Dataset entries
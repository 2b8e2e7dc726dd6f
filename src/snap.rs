use euclid::{Transform2D, UnknownUnit};
use serde::{Deserialize, Serialize};

use crate::{DensityError, Result};

/// 仿射变换，用于描述如何将世界空间坐标转换为连续的像素坐标。
/// 变换后x对应列，y对应行。
pub type Transform = Transform2D<f64, UnknownUnit, UnknownUnit>;

/// 被栅格化的矩形地理窗口
#[derive(Debug, Clone, Copy, PartialEq, Serialize, Deserialize)]
pub struct Envelope {
    pub min_x: f64,
    pub max_x: f64,
    pub min_y: f64,
    pub max_y: f64,
}

impl Envelope {
    /// 创建包络范围
    ///
    /// # 错误
    /// 任一边界非有限，或者 `min_x >= max_x`、`min_y >= max_y` 时返回[DensityError::InvalidEnvelope]
    pub fn new(min_x: f64, max_x: f64, min_y: f64, max_y: f64) -> Result<Self> {
        let finite = [min_x, max_x, min_y, max_y].iter().all(|v| v.is_finite());
        if !finite || min_x >= max_x || min_y >= max_y {
            return Err(DensityError::InvalidEnvelope);
        }
        Ok(Envelope {
            min_x,
            max_x,
            min_y,
            max_y,
        })
    }

    pub fn width(&self) -> f64 {
        self.max_x - self.min_x
    }

    pub fn height(&self) -> f64 {
        self.max_y - self.min_y
    }

    /// 闭区间包含判断
    pub fn contains(&self, x: f64, y: f64) -> bool {
        x >= self.min_x && x <= self.max_x && y >= self.min_y && y <= self.max_y
    }
}

/// 地理坐标与像素索引之间的映射
///
/// 列由x轴计算，行由y轴计算，第0行位于`min_y`一侧：
///
/// * `col = floor((x - min_x) / dx)`，`dx = (max_x - min_x) / width`
/// * `row = floor((y - min_y) / dy)`，`dy = (max_y - min_y) / height`
///
/// 边界策略是固定的：恰好落在`max_x`/`max_y`上的点归入最后一列/行，
/// 包络范围以外的坐标被截断到最近的边缘像素。
#[derive(Debug, Clone, Copy, PartialEq)]
pub struct GridSnap {
    envelope: Envelope,
    width: usize,
    height: usize,
    dx: f64,
    dy: f64,
}

impl GridSnap {
    /// # 错误
    /// 宽度或高度为0时返回[DensityError::InvalidGrid]
    pub fn new(envelope: Envelope, width: usize, height: usize) -> Result<Self> {
        if width == 0 || height == 0 {
            return Err(DensityError::InvalidGrid);
        }
        // 绕过`Envelope::new`构造的值同样要检查
        let envelope = Envelope::new(
            envelope.min_x,
            envelope.max_x,
            envelope.min_y,
            envelope.max_y,
        )?;
        Ok(GridSnap {
            envelope,
            width,
            height,
            dx: envelope.width() / width as f64,
            dy: envelope.height() / height as f64,
        })
    }

    pub fn envelope(&self) -> Envelope {
        self.envelope
    }

    pub fn width(&self) -> usize {
        self.width
    }

    pub fn height(&self) -> usize {
        self.height
    }

    /// 世界坐标到连续像素坐标的变换，不做截断
    pub fn geo_to_pix(&self) -> Transform {
        Transform::translation(-self.envelope.min_x, -self.envelope.min_y)
            .then_scale(1.0 / self.dx, 1.0 / self.dy)
    }

    /// x坐标所在的列
    pub fn col(&self, x: f64) -> usize {
        snap((x - self.envelope.min_x) / self.dx, self.width)
    }

    /// y坐标所在的行
    pub fn row(&self, y: f64) -> usize {
        snap((y - self.envelope.min_y) / self.dy, self.height)
    }

    /// 地理坐标到`(row, col)`像素索引
    pub fn to_pixel(&self, x: f64, y: f64) -> (usize, usize) {
        (self.row(y), self.col(x))
    }

    /// 列中心的x坐标
    pub fn x(&self, col: usize) -> f64 {
        self.envelope.min_x + (col as f64 + 0.5) * self.dx
    }

    /// 行中心的y坐标
    pub fn y(&self, row: usize) -> f64 {
        self.envelope.min_y + (row as f64 + 0.5) * self.dy
    }

    /// 像素中心的地理坐标`(x, y)`
    pub fn from_pixel(&self, row: usize, col: usize) -> (f64, f64) {
        (self.x(col), self.y(row))
    }
}

fn snap(offset: f64, cells: usize) -> usize {
    // NaN和负数都落到第0格
    if !(offset > 0.0) {
        return 0;
    }
    (offset.floor() as usize).min(cells - 1)
}

#[cfg(test)]
mod tests {
    use super::*;
    use euclid::Point2D;
    use pretty_assertions::assert_eq;

    fn world(width: usize, height: usize) -> GridSnap {
        let envelope = Envelope::new(-180.0, 180.0, -90.0, 90.0).unwrap();
        GridSnap::new(envelope, width, height).unwrap()
    }

    #[test]
    fn rejects_degenerate_inputs() {
        assert_eq!(
            Envelope::new(1.0, 1.0, 0.0, 2.0),
            Err(DensityError::InvalidEnvelope)
        );
        assert_eq!(
            Envelope::new(0.0, f64::NAN, 0.0, 2.0),
            Err(DensityError::InvalidEnvelope)
        );
        let envelope = Envelope::new(0.0, 1.0, 0.0, 1.0).unwrap();
        assert_eq!(GridSnap::new(envelope, 0, 3), Err(DensityError::InvalidGrid));
        let inverted = Envelope {
            min_x: 5.0,
            max_x: 1.0,
            min_y: 0.0,
            max_y: 1.0,
        };
        assert_eq!(
            GridSnap::new(inverted, 3, 3),
            Err(DensityError::InvalidEnvelope)
        );
    }

    #[test]
    fn quadrants() {
        let snap = world(2, 2);
        assert_eq!(snap.to_pixel(-90.0, -45.0), (0, 0));
        assert_eq!(snap.to_pixel(90.0, -45.0), (0, 1));
        assert_eq!(snap.to_pixel(-90.0, 45.0), (1, 0));
        assert_eq!(snap.to_pixel(90.0, 45.0), (1, 1));
    }

    #[test]
    fn edges_and_outside_are_clamped() {
        let snap = world(4, 2);
        assert_eq!(snap.to_pixel(-180.0, -90.0), (0, 0));
        assert_eq!(snap.to_pixel(180.0, 90.0), (1, 3));
        assert_eq!(snap.to_pixel(0.0, 0.0), (1, 2));
        assert_eq!(snap.to_pixel(-500.0, 1000.0), (1, 0));
        assert_eq!(snap.to_pixel(f64::NAN, f64::NAN), (0, 0));
    }

    #[test]
    fn pixel_centers_snap_back() {
        let snap = world(7, 5);
        for row in 0..5 {
            for col in 0..7 {
                let (x, y) = snap.from_pixel(row, col);
                assert_eq!(snap.to_pixel(x, y), (row, col));
            }
        }
        assert_eq!(snap.from_pixel(0, 0), (-180.0 + 360.0 / 14.0, -90.0 + 18.0));
    }

    #[test]
    fn transform_matches_snapping() {
        let snap = world(360, 180);
        let pix = snap
            .geo_to_pix()
            .transform_point(Point2D::new(10.25, -20.75));
        assert_eq!((pix.y.floor() as usize, pix.x.floor() as usize), snap.to_pixel(10.25, -20.75));
    }
}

The problem: The answer should be the full set of records, reproduced exactly.

Expected output:
repository 2b8e2e7dc726dd6f
filename src/snap.rs
use euclid::{Transform2D, UnknownUnit};
use serde::{Deserialize, Serialize};

use crate::{DensityError, Result};

/// 仿射变换，用于描述如何将世界空间坐标转换为连续的像素坐标。
/// 变换后x对应列，y对应行。
pub type Transform = Transform2D<f64, UnknownUnit, UnknownUnit>;

/// 被栅格化的矩形地理窗口
#[derive(Debug, Clone, Copy, PartialEq, Serialize, Deserialize)]
pub struct Envelope {
    pub min_x: f64,
    pub max_x: f64,
    pub min_y: f64,
    pub max_y: f64,
}

impl Envelope {
    /// 创建包络范围
    ///
    /// # 错误
    /// 任一边界非有限，或者 `min_x >= max_x`、`min_y >= max_y` 时返回[DensityError::InvalidEnvelope]
    pub fn new(min_x: f64, max_x: f64, min_y: f64, max_y: f64) -> Result<Self> {
        let finite = [min_x, max_x, min_y, max_y].iter().all(|v| v.is_finite());
        if !finite || min_x >= max_x || min_y >= max_y {
            return Err(DensityError::InvalidEnvelope);
        }
        Ok(Envelope {
            min_x,
            max_x,
            min_y,
            max_y,
        })
    }

    pub fn width(&self) -> f64 {
        self.max_x - self.min_x
    }

    pub fn height(&self) -> f64 {
        self.max_y - self.min_y
    }

    /// 闭区间包含判断
    pub fn contains(&self, x: f64, y: f64) -> bool {
        x >= self.min_x && x <= self.max_x && y >= self.min_y && y <= self.max_y
    }
}

/// 地理坐标与像素索引之间的映射
///
/// 列由x轴计算，行由y轴计算，第0行位于`min_y`一侧：
///
/// * `col = floor((x - min_x) / dx)`，`dx = (max_x - min_x) / width`
/// * `row = floor((y - min_y) / dy)`，`dy = (max_y - min_y) / height`
///
/// 边界策略是固定的：恰好落在`max_x`/`max_y`上的点归入最后一列/行，
/// 包络范围以外的坐标被截断到最近的边缘像素。
#[derive(Debug, Clone, Copy, PartialEq)]
pub struct GridSnap {
    envelope: Envelope,
    width: usize,
    height: usize,
    dx: f64,
    dy: f64,
}

impl GridSnap {
    /// # 错误
    /// 宽度或高度为0时返回[DensityError::InvalidGrid]
    pub fn new(envelope: Envelope, width: usize, height: usize) -> Result<Self> {
        if width == 0 || height == 0 {
            return Err(DensityError::InvalidGrid);
        }
        // 绕过`Envelope::new`构造的值同样要检查
        let envelope = Envelope::new(
            envelope.min_x,
            envelope.max_x,
            envelope.min_y,
            envelope.max_y,
        )?;
        Ok(GridSnap {
            envelope,
            width,
            height,
            dx: envelope.width() / width as f64,
            dy: envelope.height() / height as f64,
        })
    }

    pub fn envelope(&self) -> Envelope {
        self.envelope
    }

    pub fn width(&self) -> usize {
        self.width
    }

    pub fn height(&self) -> usize {
        self.height
    }

    /// 世界坐标到连续像素坐标的变换，不做截断
    pub fn geo_to_pix(&self) -> Transform {
        Transform::translation(-self.envelope.min_x, -self.envelope.min_y)
            .then_scale(1.0 / self.dx, 1.0 / self.dy)
    }

    /// x坐标所在的列
    pub fn col(&self, x: f64) -> usize {
        snap((x - self.envelope.min_x) / self.dx, self.width)
    }

    /// y坐标所在的行
    pub fn row(&self, y: f64) -> usize {
        snap((y - self.envelope.min_y) / self.dy, self.height)
    }

    /// 地理坐标到`(row, col)`像素索引
    pub fn to_pixel(&self, x: f64, y: f64) -> (usize, usize) {
        (self.row(y), self.col(x))
    }

    /// 列中心的x坐标
    pub fn x(&self, col: usize) -> f64 {
        self.envelope.min_x + (col as f64 + 0.5) * self.dx
    }

    /// 行中心的y坐标
    pub fn y(&self, row: usize) -> f64 {
        self.envelope.min_y + (row as f64 + 0.5) * self.dy
    }

    /// 像素中心的地理坐标`(x, y)`
    pub fn from_pixel(&self, row: usize, col: usize) -> (f64, f64) {
        (self.x(col), self.y(row))
    }
}

fn snap(offset: f64, cells: usize) -> usize {
    // NaN和负数都落到第0格
    if !(offset > 0.0) {
        return 0;
    }
    (offset.floor() as usize).min(cells - 1)
}

#[cfg(test)]
mod tests {
    use super::*;
    use euclid::Point2D;
    use pretty_assertions::assert_eq;

    fn world(width: usize, height: usize) -> GridSnap {
        let envelope = Envelope::new(-180.0, 180.0, -90.0, 90.0).unwrap();
        GridSnap::new(envelope, width, height).unwrap()
    }

    #[test]
    fn rejects_degenerate_inputs() {
        assert_eq!(
            Envelope::new(1.0, 1.0, 0.0, 2.0),
            Err(DensityError::InvalidEnvelope)
        );
        assert_eq!(
            Envelope::new(0.0, f64::NAN, 0.0, 2.0),
            Err(DensityError::InvalidEnvelope)
        );
        let envelope = Envelope::new(0.0, 1.0, 0.0, 1.0).unwrap();
        assert_eq!(GridSnap::new(envelope, 0, 3), Err(DensityError::InvalidGrid));
        let inverted = Envelope {
            min_x: 5.0,
            max_x: 1.0,
            min_y: 0.0,
            max_y: 1.0,
        };
        assert_eq!(
            GridSnap::new(inverted, 3, 3),
            Err(DensityError::InvalidEnvelope)
        );
    }

    #[test]
    fn quadrants() {
        let snap = world(2, 2);
        assert_eq!(snap.to_pixel(-90.0, -45.0), (0, 0));
        assert_eq!(snap.to_pixel(90.0, -45.0), (0, 1));
        assert_eq!(snap.to_pixel(-90.0, 45.0), (1, 0));
        assert_eq!(snap.to_pixel(90.0, 45.0), (1, 1));
    }

    #[test]
    fn edges_and_outside_are_clamped() {
        let snap = world(4, 2);
        assert_eq!(snap.to_pixel(-180.0, -90.0), (0, 0));
        assert_eq!(snap.to_pixel(180.0, 90.0), (1, 3));
        assert_eq!(snap.to_pixel(0.0, 0.0), (1, 2));
        assert_eq!(snap.to_pixel(-500.0, 1000.0), (1, 0));
        assert_eq!(snap.to_pixel(f64::NAN, f64::NAN), (0, 0));
    }

    #[test]
    fn pixel_centers_snap_back() {
        let snap = world(7, 5);
        for row in 0..5 {
            for col in 0..7 {
                let (x, y) = snap.from_pixel(row, col);
                assert_eq!(snap.to_pixel(x, y), (row, col));
            }
        }
        assert_eq!(snap.from_pixel(0, 0), (-180.0 + 360.0 / 14.0, -90.0 + 18.0));
    }

    #[test]
    fn transform_matches_snapping() {
        let snap = world(360, 180);
        let pix = snap
            .geo_to_pix()
            .transform_point(Point2D::new(10.25, -20.75));
        assert_eq!((pix.y.floor() as usize, pix.x.floor() as usize), snap.to_pixel(10.25, -20.75));
    }
}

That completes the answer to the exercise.